= Ed Bussey =

British entrepreneur

Ed Bussey is a technology entrepreneur who has been named in the 2015 and 2016 Sunday Times list of Debretts’ 500 most influential people in Britain. He is currently CEO of Oxford Science Enterprises, which has a portfolio of more than 125 companies spun out of Oxford University, with a combined value of £1.1 billion.

==Career==
=== Oxford Science Enterprises ===
Bussey was appointed CEO of Oxford Science Enterprises in September 2023. During his tenure, he has actively lobbied the government to strengthen the UK's position as a global leader in innovation, by accelerating government procurement timelines, attracting increased foreign investment, and fast-tracking the world's top specialist talent into the UK.

=== Quill ===
In 2011, Bussey launched Quill, offering multi-language content production for ecommerce. Quill was ranked by Deloitte in the 2016 Fast 50 rankings for the UK's fastest growing tech businesses and as part of its 2017 Technology Fast 500 EMEA rankings. In 2018, Quill was awarded Best Agency at the eCommerce Awards.
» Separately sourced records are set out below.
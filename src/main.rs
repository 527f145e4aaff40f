// =============================================================================
// Chart Overlays: Main Entry Point
// =============================================================================
//
// Serves aligned candlestick + indicator payloads (SMA, Bollinger Bands,
// Ichimoku) built from the Twelve Data feed.
// =============================================================================

// ── Module declarations ──────────────────────────────────────────────────────
mod alignment;
mod api;
mod app_state;
mod error;
mod indicators;
mod market_data;
mod orchestrator;
mod overlay_config;
mod types;
mod validation;

use std::path::PathBuf;
use std::sync::Arc;
use std::time::Duration;

use anyhow::Context;
use tracing::{error, info, warn};
use tracing_subscriber::EnvFilter;

use crate::app_state::AppState;
use crate::market_data::{CachedSource, TwelveDataClient};
use crate::overlay_config::OverlayConfig;

#[tokio::main]
async fn main() -> anyhow::Result<()> {
    // ── 1. Environment & config ──────────────────────────────────────────
    let _ = dotenv::dotenv();

    tracing_subscriber::fmt()
        .with_env_filter(
            EnvFilter::try_from_default_env().unwrap_or_else(|_| EnvFilter::new("info")),
        )
        .init();

    info!("Chart overlay service starting up");

    let config_path = PathBuf::from(
        std::env::var("OVERLAY_CONFIG_PATH").unwrap_or_else(|_| "overlay_config.json".into()),
    );
    let config = OverlayConfig::load(&config_path).unwrap_or_else(|e| {
        warn!(error = %format!("{e:#}"), "Failed to load config, using defaults");
        OverlayConfig::default()
    });

    info!(
        default_symbol = %config.default_symbol,
        default_interval = %config.default_interval,
        intervals = config.intervals.len(),
        cache_ttl_secs = config.cache_ttl_secs,
        "Overlay configuration ready"
    );

    // ── 2. Upstream feed ─────────────────────────────────────────────────
    let api_key = std::env::var("TWELVEDATA_API_KEY").unwrap_or_default();
    if api_key.is_empty() {
        warn!("TWELVEDATA_API_KEY is not set; upstream requests will be rejected");
    }
    let mut client = TwelveDataClient::new(api_key)?;
    if let Ok(base_url) = std::env::var("TWELVEDATA_BASE_URL") {
        info!(base_url = %base_url, "Using custom Twelve Data host");
        client = client.with_base_url(base_url);
    }
    let source = CachedSource::new(client, Duration::from_secs(config.cache_ttl_secs));

    // ── 3. Build shared state ────────────────────────────────────────────
    let state = Arc::new(AppState::new(config, Arc::new(source), Some(config_path.clone())));

    // ── 4. Start the API server ──────────────────────────────────────────
    let bind_addr =
        std::env::var("OVERLAY_BIND_ADDR").unwrap_or_else(|_| "0.0.0.0:3001".into());
    let listener = tokio::net::TcpListener::bind(&bind_addr)
        .await
        .with_context(|| format!("failed to bind API server on {bind_addr}"))?;
    info!(addr = %bind_addr, "API server listening");

    let app = api::rest::router(state.clone());
    axum::serve(listener, app)
        .with_graceful_shutdown(shutdown_signal())
        .await
        .context("API server failed")?;

    // ── 5. Graceful shutdown ─────────────────────────────────────────────
    if let Err(e) = state.config_snapshot().save(&config_path) {
        error!(error = %format!("{e:#}"), "Failed to save overlay config on shutdown");
    }

    info!("Chart overlay service shut down complete.");
    Ok(())
}

async fn shutdown_signal() {
    if let Err(e) = tokio::signal::ctrl_c().await {
        error!(error = %e, "Failed to listen for shutdown signal");
        std::future::pending::<()>().await;
    }
    warn!("Shutdown signal received, stopping gracefully");
}
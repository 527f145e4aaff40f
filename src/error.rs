// =============================================================================
// Error types
// =============================================================================
//
// Short lookback and unmatched keys are not errors: they surface as gaps in
// the output series. What remains here are contract violations on the inputs
// (caller bugs) and failures of the upstream data feed.

use chrono::NaiveDate;
use thiserror::Error;

/// A violated input invariant. Returned synchronously by the calculators.
#[derive(Debug, Error, PartialEq)]
pub enum SeriesError {
    /// A look-back or offset period of zero.
    #[error("invalid period: {name} must be >= 1")]
    InvalidPeriod { name: &'static str },

    /// Two series that must line up index-for-index have different lengths.
    #[error("length mismatch: {left} has {left_len} points, {right} has {right_len}")]
    LengthMismatch {
        left: &'static str,
        left_len: usize,
        right: &'static str,
        right_len: usize,
    },

    /// Keys not strictly increasing (out of order or duplicated).
    #[error("{series} is not strictly chronological at index {index}: {previous} then {current}")]
    NonChronological {
        series: &'static str,
        index: usize,
        previous: NaiveDate,
        current: NaiveDate,
    },

    #[error("{series} is empty")]
    EmptySeries { series: &'static str },

    /// Synthetic date arithmetic ran past the representable calendar.
    #[error("date overflow adding {days} days to {from}")]
    DateOverflow { from: NaiveDate, days: u64 },
}

/// Everything that can go wrong while building a chart payload.
#[derive(Debug, Error)]
pub enum ChartError {
    #[error("invalid request: {0}")]
    InvalidRequest(String),

    #[error(transparent)]
    Contract(#[from] SeriesError),

    #[error("market data source failed: {0:#}")]
    Source(anyhow::Error),
}

#[cfg(test)]
mod tests {
    use super::*;

    #[test]
    fn messages_name_the_offending_input() {
        let err = SeriesError::InvalidPeriod { name: "kijun_period" };
        assert_eq!(err.to_string(), "invalid period: kijun_period must be >= 1");

        let err = SeriesError::LengthMismatch {
            left: "sma_series",
            left_len: 3,
            right: "close_prices",
            right_len: 2,
        };
        assert!(err.to_string().contains("sma_series has 3 points"));
    }

    #[test]
    fn contract_error_converts_into_chart_error() {
        let err: ChartError = SeriesError::EmptySeries { series: "candles" }.into();
        assert!(matches!(err, ChartError::Contract(_)));
        assert_eq!(err.to_string(), "candles is empty");
    }
}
In May 2019, Quill Content was acquired by French media group, Webedia.
In 2021, Quill merged with digital transformation agency Jellyfish, to become its global Performance Content capability (renamed Ecommerce Content in September 2021).
Bussey became Chief Solutions Officer at Jellyfish.

=== ZYB ===
In 2007, Bussey become Chief Operating Officer at ZYB, with responsibilities for marketing, business development and operations. ZYB was a mobile social networking business with backing from Nordic Venture Partners. In 2007 Business Week called their service one of the ten most innovative mobile products of the year. It was later acquired by Vodafone Plc in May 2008.

=== figleaves.com ===
In 2000, Bussey was a founder and Global Marketing Director of figleaves.com. figleaves.com launched into the UK and US by 2005. with over a million customers in 66 countries. In 2004, figleaves.com was named “UK Internet Retailer of the Year”. In 2010 the company was bought by N Brown Plc.

=== Military ===
Bussey began his career in the Royal Navy, where he was awarded his officer commission. Following this, he held various security and counter-terrorism appointments around the world with the UK diplomatic service.

==Expeditions==

At 21, Bussey was elected a Fellow of the Royal Geographical Society, for his mountaineering expeditions and extreme endurance event participation. He has taken part in expeditions or events in places like Bhutan, the Indian Himalayas, Alaska, Costa Rica, and southern Africa. In 2010 he completed an unsupported trek to the North Pole to raise money for the Global Angels charity

==Honours & Awards==

Bussey earned a degree in Natural Science (Psychology) from Cambridge University where he was President of the Young Entrepreneurs Society, and regional winner of the UK Young Entrepreneur of the Year competition. He started his first business in university, which he sold even before he graduated.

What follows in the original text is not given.